Restate every entry word for word.

BEGIN Given records

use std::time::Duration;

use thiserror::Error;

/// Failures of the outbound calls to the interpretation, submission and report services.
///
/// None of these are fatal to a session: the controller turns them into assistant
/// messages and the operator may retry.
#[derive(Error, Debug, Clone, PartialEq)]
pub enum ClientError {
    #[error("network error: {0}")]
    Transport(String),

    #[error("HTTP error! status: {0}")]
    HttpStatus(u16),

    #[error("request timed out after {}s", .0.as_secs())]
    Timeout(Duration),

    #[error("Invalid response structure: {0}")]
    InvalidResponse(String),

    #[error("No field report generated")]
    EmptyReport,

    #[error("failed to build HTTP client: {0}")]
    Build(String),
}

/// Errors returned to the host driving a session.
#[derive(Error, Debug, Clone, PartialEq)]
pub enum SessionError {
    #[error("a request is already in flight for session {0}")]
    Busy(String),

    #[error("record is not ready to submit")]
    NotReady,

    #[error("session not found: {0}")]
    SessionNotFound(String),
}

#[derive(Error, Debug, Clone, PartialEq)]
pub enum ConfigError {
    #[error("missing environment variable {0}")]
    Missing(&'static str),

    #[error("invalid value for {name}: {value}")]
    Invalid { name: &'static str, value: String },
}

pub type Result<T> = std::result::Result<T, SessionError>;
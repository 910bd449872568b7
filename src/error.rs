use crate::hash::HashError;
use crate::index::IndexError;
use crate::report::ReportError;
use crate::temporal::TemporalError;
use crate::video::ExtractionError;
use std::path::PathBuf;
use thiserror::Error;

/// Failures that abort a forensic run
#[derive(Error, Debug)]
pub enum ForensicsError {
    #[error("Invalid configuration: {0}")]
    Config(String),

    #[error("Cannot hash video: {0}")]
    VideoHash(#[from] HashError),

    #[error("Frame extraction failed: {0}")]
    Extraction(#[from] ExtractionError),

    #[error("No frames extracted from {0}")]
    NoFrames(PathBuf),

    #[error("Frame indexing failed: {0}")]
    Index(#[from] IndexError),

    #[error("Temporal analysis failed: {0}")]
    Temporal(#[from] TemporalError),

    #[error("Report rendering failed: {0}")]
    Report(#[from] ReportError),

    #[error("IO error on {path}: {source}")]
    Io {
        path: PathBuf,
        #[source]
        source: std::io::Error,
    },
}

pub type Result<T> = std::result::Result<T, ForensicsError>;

END Given records

- Solution to the exercise -
use std::time::Duration;

use thiserror::Error;

/// Failures of the outbound calls to the interpretation, submission and report services.
///
/// None of these are fatal to a session: the controller turns them into assistant
/// messages and the operator may retry.
#[derive(Error, Debug, Clone, PartialEq)]
pub enum ClientError {
    #[error("network error: {0}")]
    Transport(String),

    #[error("HTTP error! status: {0}")]
    HttpStatus(u16),

    #[error("request timed out after {}s", .0.as_secs())]
    Timeout(Duration),

    #[error("Invalid response structure: {0}")]
    InvalidResponse(String),

    #[error("No field report generated")]
    EmptyReport,

    #[error("failed to build HTTP client: {0}")]
    Build(String),
}

/// Errors returned to the host driving a session.
#[derive(Error, Debug, Clone, PartialEq)]
pub enum SessionError {
    #[error("a request is already in flight for session {0}")]
    Busy(String),

    #[error("record is not ready to submit")]
    NotReady,

    #[error("session not found: {0}")]
    SessionNotFound(String),
}

#[derive(Error, Debug, Clone, PartialEq)]
pub enum ConfigError {
    #[error("missing environment variable {0}")]
    Missing(&'static str),

    #[error("invalid value for {name}: {value}")]
    Invalid { name: &'static str, value: String },
}

pub type Result<T> = std::result::Result<T, SessionError>;
repository 910bd449872568b7
filename src/error.rs
use crate::hash::HashError;
use crate::index::IndexError;
use crate::report::ReportError;
use crate::temporal::TemporalError;
use crate::video::ExtractionError;
use std::path::PathBuf;
use thiserror::Error;

/// Failures that abort a forensic run
#[derive(Error, Debug)]
pub enum ForensicsError {
    #[error("Invalid configuration: {0}")]
    Config(String),

    #[error("Cannot hash video: {0}")]
    VideoHash(#[from] HashError),

    #[error("Frame extraction failed: {0}")]
    Extraction(#[from] ExtractionError),

    #[error("No frames extracted from {0}")]
    NoFrames(PathBuf),

    #[error("Frame indexing failed: {0}")]
    Index(#[from] IndexError),

    #[error("Temporal analysis failed: {0}")]
    Temporal(#[from] TemporalError),

    #[error("Report rendering failed: {0}")]
    Report(#[from] ReportError),

    #[error("IO error on {path}: {source}")]
    Io {
        path: PathBuf,
        #[source]
        source: std::io::Error,
    },
}

pub type Result<T> = std::result::Result<T, ForensicsError>;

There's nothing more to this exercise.